# What you are asked to do
Lines with the word "peek" are the ones wanted. Copy each of them from the entries below.

# Information supplied

++++++++++

//! Parsing of record structs and their `#[column]` attributes
//!
//! Column names are resolved here exactly the way the runtime descriptor
//! builder resolves them, so a duplicate name is reported at compile time
//! instead of on the first query.

use std::collections::HashMap;
use syn::ext::IdentExt;
use syn::{
    parse::Parse, parse::ParseStream, Attribute, Data, DeriveInput, Error, Fields, Generics,
    Ident, LitStr, Result,
};

mod kw {
    syn::custom_keyword!(skip);
}

/// Contents of one `#[column(...)]` attribute
///
/// Allowed syntax:
///
/// #[column("name")]
/// #[column(skip)]
#[derive(Debug, Default)]
struct ColumnAttr {
    name: Option<LitStr>,
    skip: bool,
}

impl Parse for ColumnAttr {
    fn parse(input: ParseStream) -> Result<Self> {
        let mut result = ColumnAttr::default();

        loop {
            let lookahead = input.lookahead1();

            if lookahead.peek(LitStr) {
                if result.name.is_some() {
                    return Err(Error::new(input.span(), "duplicate column name"));
                }
                result.name = Some(input.parse()?);
            } else if lookahead.peek(kw::skip) {
                let _: kw::skip = input.parse()?;
                result.skip = true;
            } else {
                return Err(lookahead.error());
            }

            if input.is_empty() {
                break;
            }
            let _: syn::Token![,] = input.parse()?;
        }

        if result.skip && result.name.is_some() {
            return Err(Error::new(
                input.span(),
                "a skipped field cannot have a column name",
            ));
        }

        Ok(result)
    }
}

#[derive(Debug)]
pub struct FieldInfo {
    pub ident: Ident,
    /// Declared name without a raw-identifier prefix
    pub declared: String,
    pub column: Option<String>,
}

impl FieldInfo {
    /// Name the runtime descriptor will resolve this field to
    pub fn resolved_name(&self) -> String {
        match &self.column {
            Some(column) => column.clone(),
            None => self.declared.to_lowercase(),
        }
    }
}

#[derive(Debug)]
pub enum ShapeInfo {
    /// Mapped fields only, in declaration order
    Named(Vec<FieldInfo>),
    Tuple(usize),
    Unit,
}

#[derive(Debug)]
pub struct RecordInfo {
    pub ident: Ident,
    pub generics: Generics,
    pub shape: ShapeInfo,
}

pub fn parse_record(input: &DeriveInput) -> Result<RecordInfo> {
    let data = match &input.data {
        Data::Struct(data) => data,
        _ => {
            return Err(Error::new_spanned(
                &input.ident,
                "Record and Params can only be derived for structs",
            ))
        }
    };

    let shape = match &data.fields {
        Fields::Named(fields) => {
            let mut mapped = Vec::new();
            for field in &fields.named {
                let ident = field
                    .ident
                    .as_ref()
                    .ok_or_else(|| Error::new_spanned(field, "Field must have a name"))?;
                let attr = parse_column_attribute(&field.attrs)?;
                if attr.skip {
                    continue;
                }
                if let Some(name) = &attr.name {
                    validate_column_name_syn(&name.value(), name.span())?;
                }
                mapped.push(FieldInfo {
                    ident: ident.clone(),
                    declared: ident.unraw().to_string(),
                    column: attr.name.map(|name| name.value()),
                });
            }
            check_duplicate_names(&mapped)?;
            ShapeInfo::Named(mapped)
        }
        Fields::Unnamed(fields) => {
            for field in &fields.unnamed {
                if let Some(attr) = field.attrs.iter().find(|a| a.path().is_ident("column")) {
                    return Err(Error::new_spanned(
                        attr,
                        "#[column] requires a struct with named fields",
                    ));
                }
            }
            ShapeInfo::Tuple(fields.unnamed.len())
        }
        Fields::Unit => ShapeInfo::Unit,
    };

    Ok(RecordInfo {
        ident: input.ident.clone(),
        generics: input.generics.clone(),
        shape,
    })
}

fn parse_column_attribute(attrs: &[Attribute]) -> Result<ColumnAttr> {
    let mut found: Option<ColumnAttr> = None;

    for attr in attrs {
        if attr.path().is_ident("column") {
            if found.is_some() {
                return Err(Error::new_spanned(attr, "duplicate #[column] attribute"));
            }
            found = Some(attr.parse_args()?);
        }
    }

    Ok(found.unwrap_or_default())
}

/// Validate an explicit column name and return syn::Error for better proc macro error handling
pub fn validate_column_name_syn(name: &str, span: proc_macro2::Span) -> Result<()> {
    validate_column_name(name)
        .map_err(|e| Error::new(span, format!("Invalid column name '{}': {}", name, e)))
}

/// Column overrides are matched verbatim against driver-reported names, so
/// only names no driver can report are rejected.
fn validate_column_name(name: &str) -> std::result::Result<(), String> {
    if name.is_empty() {
        return Err("Name cannot be empty".to_string());
    }

    if name.trim() != name {
        return Err("Name cannot start or end with whitespace".to_string());
    }

    if name.chars().any(char::is_control) {
        return Err("Name cannot contain control characters".to_string());
    }

    Ok(())
}

fn check_duplicate_names(fields: &[FieldInfo]) -> Result<()> {
    let mut seen: HashMap<String, &Ident> = HashMap::new();

    for field in fields {
        let name = field.resolved_name();
        if let Some(first) = seen.get(&name) {
            return Err(Error::new(
                field.ident.span(),
                format!(
                    "fields `{}` and `{}` both resolve to column `{}`",
                    first.unraw(),
                    field.declared,
                    name
                ),
            ));
        }
        seen.insert(name, &field.ident);
    }

    Ok(())
}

++++++++++

# Output for this exercise
            if lookahead.peek(LitStr) {
            } else if lookahead.peek(kw::skip) {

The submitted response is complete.